Check: VCPF-67-000029
VMware vSphere 6.7 Perfcharts Tomcat STIG:
VCPF-67-000029
(in versions v1 r3 through v1 r1)
Title
Performance Charts must disable the shutdown port. (Cat II impact)
Discussion
An attacker has at least two reasons to stop a web server. The first is to cause a denial of service, and the second is to put in place changes the attacker made to the web server configuration. If the Tomcat shutdown port feature is enabled, a shutdown signal can be sent to Performance Chart through this port. To ensure availability, the shutdown port must be disabled.
Check Content
At the command prompt, execute the following command: # grep base.shutdown.port /usr/lib/vmware-perfcharts/tc-instance/conf/catalina.properties Expected result: base.shutdown.port=-1 If the output of the command does not match the expected result, this is a finding.
Fix Text
Navigate to and open /etc/vmware-eam/catalina.properties. Navigate to the ports specification section.
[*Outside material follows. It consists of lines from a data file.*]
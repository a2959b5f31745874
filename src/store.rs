//! Session repository
//!
//! Sessions live for the lifetime of the process; nothing is written to
//! disk.

use crate::runtime::SessionStore;
use crate::session::{CallSession, CallStatus, SessionUpdate, Speaker, Turn};
use async_trait::async_trait;
use std::collections::HashMap;
use std::sync::{Arc, Mutex};
use thiserror::Error;

#[derive(Error, Debug, Clone, PartialEq, Eq)]
pub enum StoreError {
    #[error("Session not found: {0}")]
    SessionNotFound(String),
    #[error("Session already exists: {0}")]
    SessionExists(String),
}

pub type StoreResult<T> = Result<T, StoreError>;

/// Thread-safe in-memory session store
#[derive(Clone, Default)]
pub struct InMemorySessionStore {
    inner: Arc<Mutex<Inner>>,
}

#[derive(Default)]
struct Inner {
    sessions: HashMap<String, CallSession>,
    /// Creation order, for listing
    order: Vec<String>,
}

impl InMemorySessionStore {
    pub fn new() -> Self {
        Self::default()
    }
}

#[async_trait]
impl SessionStore for InMemorySessionStore {
    async fn insert_session(&self, session: CallSession) -> StoreResult<()> {
        let mut inner = self.inner.lock().unwrap();
        if inner.sessions.contains_key(&session.id) {
            return Err(StoreError::SessionExists(session.id));
        }
        inner.order.push(session.id.clone());
        inner.sessions.insert(session.id.clone(), session);
        Ok(())
    }

    async fn get_session(&self, id: &str) -> StoreResult<CallSession> {
        self.inner
            .lock()
            .unwrap()
            .sessions
            .get(id)
            .cloned()
            .ok_or_else(|| StoreError::SessionNotFound(id.to_string()))
    }

    async fn list_sessions(&self) -> StoreResult<Vec<CallSession>> {
        let inner = self.inner.lock().unwrap();
        Ok(inner
            .order
            .iter()
            .filter_map(|id| inner.sessions.get(id).cloned())
            .collect())
    }

    async fn append_turn(
        &self,
        session_id: &str,
        speaker: Speaker,
        message: &str,
    ) -> StoreResult<Turn> {
        let mut inner = self.inner.lock().unwrap();
        let session = inner
            .sessions
            .get_mut(session_id)
            .ok_or_else(|| StoreError::SessionNotFound(session_id.to_string()))?;
        let turn = Turn::new(session_id, speaker, message);
        session.turns.push(turn.clone());
        Ok(turn)
    }

    async fn update_session(&self, id: &str, update: SessionUpdate) -> StoreResult<CallSession> {
        let mut inner = self.inner.lock().unwrap();
        let session = inner
            .sessions
            .get_mut(id)
            .ok_or_else(|| StoreError::SessionNotFound(id.to_string()))?;
        session.apply(update);
        Ok(session.clone())
    }
}

/// Calls that have finished talking, newest last
pub fn finished_calls(sessions: &[CallSession]) -> Vec<&CallSession> {
    sessions
        .iter()
        .filter(|s| matches!(s.status, CallStatus::Completed | CallStatus::Transferred))
        .collect()
}
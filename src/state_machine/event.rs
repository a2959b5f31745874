//! Events that can occur during a call

use crate::engine::EngineReply;

/// Events that trigger state transitions
#[derive(Debug, Clone)]
pub enum Event {
    // Operator events
    StartCall,
    TransferRequested,
    EndCall,
    Fail { message: String },

    // Caller events
    CallerUtterance { text: String },

    // Engine events
    AssistantReply { reply: EngineReply },

    // Timer events
    /// One period of the silence timer elapsed
    SilenceTick,
}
Add or modify the following line: base.shutdown.port=-1
Additional Identifiers
Rule ID: SV-239430r879806_rule
Vulnerability ID: V-239430
Group Title: SRG-APP-000435-WSR-000147
Expert Comments
CCIs
Number | Definition |
---|---|
CCI-002385 |
The information system protects against or limits the effects of organization-defined types of denial of service attacks by employing organization-defined security safeguards. |
Controls
Number | Title |
---|---|
SC-5 |
Denial Of Service Protection |